Strickland well ahead in recent poll



In his re-election bid, Mike DeWine is trailing Sherrod Brown.
COLUMBUS (AP) -- Democrat Ted Strickland leads Republican Ken Blackwell by 20 percentage points in the race to be Ohio's next governor, a newspaper poll published Sunday shows.
Strickland, a congressman from Lisbon in eastern Ohio, received 47 percent of support, compared to Blackwell's 27 percent, in a mail poll of 1,654 registered voters conducted by The Columbus Dispatch from July 11 through Thursday. About one in four participants said they were undecided about who they will vote for Nov. 7.
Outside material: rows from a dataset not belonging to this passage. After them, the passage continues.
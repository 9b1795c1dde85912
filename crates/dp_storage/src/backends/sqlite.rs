use std::collections::BTreeSet;
use std::path::{Path, PathBuf};
use std::sync::Arc;

use async_trait::async_trait;
use chrono::{DateTime, Utc};
use dp_core::{ContentKind, ContentStore, Error, Result, StoredRecord};
use sqlx::sqlite::{SqliteConnectOptions, SqliteJournalMode, SqlitePool, SqliteRow};
use sqlx::Row;

use crate::StorageBackend;

const MIGRATIONS: &[&str] = &[
    r#"
    CREATE TABLE IF NOT EXISTS records (
        collection TEXT NOT NULL,
        id TEXT NOT NULL,
        source_url TEXT NOT NULL,
        title TEXT NOT NULL,
        summary TEXT NOT NULL,
        body TEXT NOT NULL,
        tags TEXT NOT NULL,
        published_date TEXT NOT NULL,
        updated_at TEXT NOT NULL,
        PRIMARY KEY (collection, id),
        UNIQUE (collection, source_url)
    )
    "#,
    r#"
    CREATE INDEX IF NOT EXISTS idx_records_published
        ON records (collection, published_date DESC)
    "#,
];

const SELECT_COLUMNS: &str =
    "collection, id, source_url, title, summary, body, tags, published_date, updated_at";

pub struct SQLiteStorage {
    pool: Arc<SqlitePool>,
    db_path: PathBuf,
}

impl StorageBackend for SQLiteStorage {
    fn get_error_message() -> &'static str {
        "SQLite database should be writable at the configured path"
    }
}

impl SQLiteStorage {
    pub async fn new_with_path(db_path: &Path) -> Result<Self> {
        if let Some(parent) = db_path.parent() {
            if !parent.as_os_str().is_empty() {
                std::fs::create_dir_all(parent)?;
            }
        }

        let options = SqliteConnectOptions::new()
            .filename(db_path)
            .create_if_missing(true)
            .journal_mode(SqliteJournalMode::Wal)
            .foreign_keys(true);

        let pool = SqlitePool::connect_with(options)
            .await
            .map_err(|e| Error::Storage(format!("Failed to connect to database: {}", e)))?;

        for (i, migration) in MIGRATIONS.iter().enumerate() {
            sqlx::query(migration)
                .execute(&pool)
                .await
                .map_err(|e| Error::Storage(format!("Failed to run migration {}: {}", i, e)))?;
        }

        Ok(Self {
            pool: Arc::new(pool),
            db_path: db_path.to_path_buf(),
        })
    }

    pub fn get_db_path(&self) -> &Path {
        &self.db_path
    }

    async fn fetch_one_where(&self, kind: ContentKind, column: &str, value: &str) -> Result<Option<StoredRecord>> {
        let sql = format!(
            "SELECT {} FROM records WHERE collection = ? AND {} = ?",
            SELECT_COLUMNS, column
        );
        let row = sqlx::query(&sql)
            .bind(kind.collection())
            .bind(value)
            .fetch_optional(&*self.pool)
            .await
            .map_err(|e| Error::Storage(format!("Failed to look up record by {}: {}", column, e)))?;

        row.map(|r| row_to_record(&r)).transpose()
    }
}

fn parse_date(raw: &str) -> Result<DateTime<Utc>> {
    DateTime::parse_from_rfc3339(raw)
        .map(|d| d.with_timezone(&Utc))
        .map_err(|e| Error::Storage(format!("Failed to parse date {}: {}", raw, e)))
}

fn row_to_record(row: &SqliteRow) -> Result<StoredRecord> {
    let collection: String = row.get("collection");
    let collection = ContentKind::from_collection(&collection)
        .ok_or_else(|| Error::Storage(format!("Unknown collection: {}", collection)))?;
    let tags: String = row.get("tags");
    let tags: BTreeSet<String> = serde_json::from_str(&tags)?;

    Ok(StoredRecord {
        id: row.get("id"),
        collection,
        source_url: row.get("source_url"),
        title: row.get("title"),
        summary: row.get("summary"),
        body: row.get("body"),
        tags,
        published_date: parse_date(&row.get::<String, _>("published_date"))?,
        updated_at: parse_date(&row.get::<String, _>("updated_at"))?,
    })
}

#[async_trait]
impl ContentStore for SQLiteStorage {
    fn name(&self) -> &str {
        "sqlite"
    }

    async fn get_by_id(&self, kind: ContentKind, id: &str) -> Result<Option<StoredRecord>> {
        self.fetch_one_where(kind, "id", id).await
    }

    async fn find_by_source_url(&self, kind: ContentKind, source_url: &str) -> Result<Option<StoredRecord>> {
        self.fetch_one_where(kind, "source_url", source_url).await
    }

    async fn save(&self, record: &StoredRecord) -> Result<StoredRecord> {
        let tags = serde_json::to_string(&record.tags)?;
        let now = Utc::now().to_rfc3339();

        // The source conflict is resolved by the upsert; any other unique
        // violation can only come from the primary key.
        let result = sqlx::query(
            r#"
            INSERT INTO records
            (collection, id, source_url, title, summary, body, tags, published_date, updated_at)
            VALUES (?, ?, ?, ?, ?, ?, ?, ?, ?)
            ON CONFLICT (collection, source_url) DO UPDATE SET
                summary = excluded.summary,
                body = excluded.body,
                tags = excluded.tags,
                updated_at = excluded.updated_at
            "#,
        )
        .bind(record.collection.collection())
        .bind(&record.id)
        .bind(&record.source_url)
        .bind(&record.title)
        .bind(&record.summary)
        .bind(&record.body)
        .bind(tags)
        .bind(record.published_date.to_rfc3339())
        .bind(now)
        .execute(&*self.pool)
        .await;

        match result {
            Ok(_) => {}
            Err(sqlx::Error::Database(db)) if db.is_unique_violation() => {
                return Err(Error::IdConflict(record.id.clone()));
            }
            Err(e) => return Err(Error::Storage(format!("Failed to save record: {}", e))),
        }

        self.find_by_source_url(record.collection, &record.source_url)
            .await?
            .ok_or_else(|| Error::Storage(format!("Record for {} vanished after save", record.source_url)))
    }

    async fn insert(&self, record: &StoredRecord) -> Result<Option<StoredRecord>> {
        let tags = serde_json::to_string(&record.tags)?;

        // Only the source conflict is absorbed; a taken id still fails.
        let result = sqlx::query(
            r#"
            INSERT INTO records
            (collection, id, source_url, title, summary, body, tags, published_date, updated_at)
            VALUES (?, ?, ?, ?, ?, ?, ?, ?, ?)
            ON CONFLICT (collection, source_url) DO NOTHING
            "#,
        )
        .bind(record.collection.collection())
        .bind(&record.id)
        .bind(&record.source_url)
        .bind(&record.title)
        .bind(&record.summary)
        .bind(&record.body)
        .bind(tags)
        .bind(record.published_date.to_rfc3339())
        .bind(Utc::now().to_rfc3339())
        .execute(&*self.pool)
        .await;

        let inserted = match result {
            Ok(done) => done.rows_affected() > 0,
            Err(sqlx::Error::Database(db)) if db.is_unique_violation() => {
                return Err(Error::IdConflict(record.id.clone()));
            }
            Err(e) => return Err(Error::Storage(format!("Failed to insert record: {}", e))),
        };
        if !inserted {
            return Ok(None);
        }

        self.find_by_source_url(record.collection, &record.source_url).await
    }

    async fn latest(&self, kind: ContentKind, limit: usize) -> Result<Vec<StoredRecord>> {
        let sql = format!(
            "SELECT {} FROM records WHERE collection = ? ORDER BY published_date DESC, id ASC LIMIT ?",
            SELECT_COLUMNS
        );
        let rows = sqlx::query(&sql)
            .bind(kind.collection())
            .bind(limit as i64)
            .fetch_all(&*self.pool)
            .await
            .map_err(|e| Error::Storage(format!("Failed to list records: {}", e)))?;

        rows.iter().map(row_to_record).collect()
    }

    async fn health_check(&self) -> Result<()> {
        sqlx::query("SELECT 1")
            .execute(&*self.pool)
            .await
            .map_err(|e| Error::Storage(format!("Database is not answering: {}", e)))?;
        Ok(())
    }
}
The margin of error was plus or minus 2 percentage points.
Strickland had a 3-to-1 advantage among independent voters and more support from his own party than Blackwell, Ohio's secretary of state. Strickland had the backing of 81 percent of Democrats, while Blackwell was supported by 61 percent of the Republicans polled.
In addition, 18 percent of those polled who voted for President Bush in 2004 said they will vote for Strickland, while 53 percent will support Blackwell.
"I kind of feel like the Republican Party has run the state government like an old boys club for a long time," said Stuart Hinnefeld, a 53-year-old federal worker from the Cincinnati area. Hinnefeld supports Republican U.S. Sen. Mike DeWine in his re-election bid but doesn't back Blackwell.
DeWine's opponent, Sherrod Brown, a congressman from Avon, had a lead of 8 percentage points -- 45 percent to 37 percent -- in the Dispatch poll, with 18 percent undecided.
Reasoning
Some poll participants referenced an investment scandal among Ohio's Republican-dominated government, which led to a no contest plea from Gov. Bob Taft for failing to report gifts and forced an overhaul of the investment operations of the state's fund for injured workers.
Two brokers accused of bribing a former workers' compensation official are scheduled for trial in September, while prominent GOP donor and coin dealer Tom Noe, charged in an ill-fated $50 million coin investment he managed for the fund, is set for trial in October.
"Taft and his Republican Party have pretty much ruined the state of Ohio, and it's time for a Democrat to see if they can fix what has been done," said Jenna Justen-Green of Brunswick, a 32-year-old independent who served in Iraq with the Army National Guard in 2003 and 2004.
But Republican Heidi Baxter Cortes, 25, a middle school teacher from Columbus who plans to support Blackwell, said she doesn't hold all Republicans responsible for the scandals.
"I think it depends on the individual," she said. "There are good Republicans and bad Democrats as well."